How does this labor thing work?
There are 3 main stages, and the first stage of labor has two parts. Latent labor, or the beginning of contractions, can last anywhere from hours to weeks. This process involves the cervical change from closed (0cm) to 4-6cm. For some women, these contractions may not be noticeable until near the end of latent labor whereas for others, there can be significant discomfort and even frustration if the intensity of contractions increases without cervical change. Active labor starts between 4-6cm and often progresses around 1cm per hour or sometimes even faster.
The second stage of labor begins following full dilation (10cm). This stage involves pushing and delivery of the baby. The second stage of labor can last anywhere from one contraction with pushing (usually a mom who’s done this before) to as many as 3 hours for first-time mothers in certain situations.
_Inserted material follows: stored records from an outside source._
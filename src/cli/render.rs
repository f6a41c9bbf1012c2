use clap::Parser;

use crate::catalog::store::DEFAULT_CATALOG_DIR;
use std::path::PathBuf;

/// Arguments for the render command
#[derive(Parser, Debug)]
#[command(after_help = "EXAMPLES:\n  \
                  Render with metadata from the environment:\n    catalog-guard render --env dev --domain orders\n\n\
                  Render with metadata from a file:\n    catalog-guard render --env prod --domain orders --metadata-file clusters/prod.yaml")]
pub struct RenderArgs {
    /// Environment name (dev, test, qa, prod)
    #[arg(long, short = 'e')]
    pub env: String,

    /// Domain whose declaration is rendered
    #[arg(long, short = 'd')]
    pub domain: String,

    /// Read cluster metadata from this YAML document instead of environment variables
    #[arg(long)]
    pub metadata_file: Option<PathBuf>,

    /// Output path (defaults to <output-dir>/<env>/provisioning/<domain>.json)
    #[arg(long, short = 'o')]
    pub output: Option<PathBuf>,

    /// Output directory used when --output is not given
    #[arg(long, default_value = DEFAULT_CATALOG_DIR)]
    pub output_dir: PathBuf,
}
After baby gets here, the last stage of labor is delivery of the placenta. This generally happens shortly after the delivery of the baby, although in some cases the delivering provider has to manually extract the placenta by placing his/her hand into the uterus to remove the placenta.
What conditions would cause the need for intervention for either my baby’s health or my health? Sometimes, an intervention can be as simple as adding Pitocin to help labor progress. Since prolonged labor can result in increased risk for intrauterine infection, abnormal heart rate for baby, low oxygen levels for baby and increased need for cesarean delivery, we like to see contractions reach a level of intensity that will continue to cause the cervix to dilate. Sometimes, the pushing process can cause a lot of stress on the baby, and in this case, operative vaginal delivery (vacuum or forceps) may be indicated. Also, while we prefer to allow the vaginal tissue to stretch to minimize tearing, an episiotomy (cutting the vaginal tissue) may be required to speed the delivery of a baby in distress. A cesarean delivery is generally reserved for when all other options have either been tried or are not appropriate. Some reasons for cesarean delivery can include a baby that is too big to pass through the bones in mom’s pelvis (i.e. mom has been pushing for a long time without having the baby move closer to delivery), a heart rate pattern for baby that suggests waiting for the entire labor and delivery process would increase risk of harm to the baby, or if mom’s cervix stops dilating despite having adequate contraction strength from the uterus.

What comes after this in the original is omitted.